Godspell @ Saint Louis University

Godspell @ Saint Louis University


The theater department of Saint Louis University
recently presented “Godspell” in the revised version prepared for the 2011 Broadway revival. I saw the national tour based on that revival
when it played at the Peabody Opera House. In this version, the followers of Jesus were
no longer the troupe of clowns in the original “Godspell.” I wrote at the time that “I sensed no effort
by the actors to establish an identity for themselves other than as performers.” This was certainly not the case in the production
at SLU, which was directed by Stephanie Tennill. In her deeply thought out concept, the setting
of “Godspell” was a music therapy group where all are welcome. In the opening “Tower of Babble” number,
the performers captured the anxiety summoned up in college-age people like themselves when
they encounter competing philosophies of life. Some productions omit this scene. At SLU, it created a palpable sense of urgency
about the characters’ need for an answer. Never before in my experience has the opening
been so apt an introduction. The newly formed group then acts out parables
from the Gospels under the direction of their leader. The playfulness and the personal touches in
these episodes fit perfectly into the context of a music therapy session. So did the presence of musicians onstage. They were a part of the therapy, and they
took requests. The band played beautifully under music director
Jon Garret. The SLU cast was excellent. Blake Howard was a charismatic leader as Jesus. Ross Rubright captured both the joyfulness
of John the Baptist and the increasing discontent of Judas. The ensemble had great fun bringing the parables
to life, and each member took full advantage of the opportunity to shine in an individual
number. In alphabetical order, the performers were:
Haley Dirkes-Jacks in “Learn Your Lessons Well”

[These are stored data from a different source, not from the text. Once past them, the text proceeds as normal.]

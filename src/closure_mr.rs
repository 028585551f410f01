//! Fn-pointer adapters for the task traits, for jobs small enough that a
//! dedicated task type is not worth writing.

use crate::datasource::Split;
use crate::error::Result;
use crate::mapreducer::{MapKey, MapTask, MapValue, ReduceKey, ReduceTask, ReduceValue};
use crate::record_types::{MapEmitter, MultiRecord, ReduceEmitter};

/// Map function type adapted by [`ClosureMapTask`].
pub type MapperF<K, V> = fn(&mut MapEmitter<K, V>, &Split, &[u8]) -> Result<()>;
/// Reduce function type adapted by [`ClosureReduceTask`].
pub type ReducerF<K, V, OK, OV> = fn(&mut ReduceEmitter<OK, OV>, MultiRecord<K, V>) -> Result<()>;

/// Wraps a plain function as a [`MapTask`].
pub struct ClosureMapTask<K, V> {
    mapper: MapperF<K, V>,
}

impl<K, V> Clone for ClosureMapTask<K, V> {
    fn clone(&self) -> ClosureMapTask<K, V> {
        ClosureMapTask {
            mapper: self.mapper,
        }
    }
}

impl<K, V> ClosureMapTask<K, V> {
    pub fn new(mapper: MapperF<K, V>) -> ClosureMapTask<K, V> {
        ClosureMapTask { mapper }
    }
}

impl<K: MapKey, V: MapValue> MapTask for ClosureMapTask<K, V> {
    type Key = K;
    type Value = V;

    fn map(&self, em: &mut MapEmitter<K, V>, split: &Split, data: &[u8]) -> Result<()> {
        (self.mapper)(em, split, data)
    }
}

/// Wraps a plain function as a [`ReduceTask`].
pub struct ClosureReduceTask<K, V, OK, OV> {
    reducer: ReducerF<K, V, OK, OV>,
}

impl<K, V, OK, OV> Clone for ClosureReduceTask<K, V, OK, OV> {
    fn clone(&self) -> ClosureReduceTask<K, V, OK, OV> {
        ClosureReduceTask {
            reducer: self.reducer,
        }
    }
}

impl<K, V, OK, OV> ClosureReduceTask<K, V, OK, OV> {
    pub fn new(reducer: ReducerF<K, V, OK, OV>) -> ClosureReduceTask<K, V, OK, OV> {
        ClosureReduceTask { reducer }
    }
}

impl<K, V, OK, OV> ReduceTask<K, V> for ClosureReduceTask<K, V, OK, OV>
where
    K: MapKey,
    V: MapValue,
    OK: ReduceKey,
    OV: ReduceValue,
{
    type OutputKey = OK;
    type OutputValue = OV;

    fn reduce(&self, em: &mut ReduceEmitter<OK, OV>, group: MultiRecord<K, V>) -> Result<()> {
        (self.reducer)(em, group)
    }
}

#[cfg(test)]
mod tests {
    use super::*;

    fn count_words(em: &mut MapEmitter<String, u64>, _split: &Split, data: &[u8]) -> Result<()> {
        for word in String::from_utf8_lossy(data).split_whitespace() {
            em.emit(word.to_string(), 1);
        }
        Ok(())
    }

    fn sum_counts(
        em: &mut ReduceEmitter<String, u64>,
        group: MultiRecord<String, u64>,
    ) -> Result<()> {
        let (key, values) = group.into_parts();
        em.emit(key, values.iter().sum());
        Ok(())
    }

    #[test]
    fn adapters_forward_to_the_functions() {
        let split = Split {
            path: "in.txt".into(),
            offset: 0,
            length: 5,
        };

        let map_task = ClosureMapTask::new(count_words);
        let mut em = MapEmitter::new();
        map_task.map(&mut em, &split, b"a b a").unwrap();
        assert_eq!(em.into_records().len(), 3);

        let reduce_task: ClosureReduceTask<String, u64, String, u64> =
            ClosureReduceTask::new(sum_counts);
        let mut em = ReduceEmitter::new();
        reduce_task
            .reduce(&mut em, MultiRecord::new("a".to_string(), vec![1, 1]))
            .unwrap();
        let records = em.into_records();
        assert_eq!(records[0].key, "a");
        assert_eq!(records[0].value, 2);
    }
}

Gretchen Dudley in “Bless the Lord” Jackson Gress in “We Beseech Thee”
Ryan Higgins in “All Good Gifts” Reed McLean in “Day by Day”
Molly Meyer in “Turn Back, O Man” Mary Nink in “By My Side” and
Caleb Vetter in “Light of the World” The exuberance of the characters was vividly
reflected in Lou Bird’s costumes and Samantha Gaitsch’s choreography. Dan Giedeman’s set design, David LaRose’s
lighting, and Casey Hunter’s sound together created a flexible environment that fit the
changing requirements of the script. The needs of the ending were encompassed in
ways that were unexpected but highly effective. The performance we saw ended with a heartfelt
curtain speech suggesting that the bonding in this production wasn’t just on stage.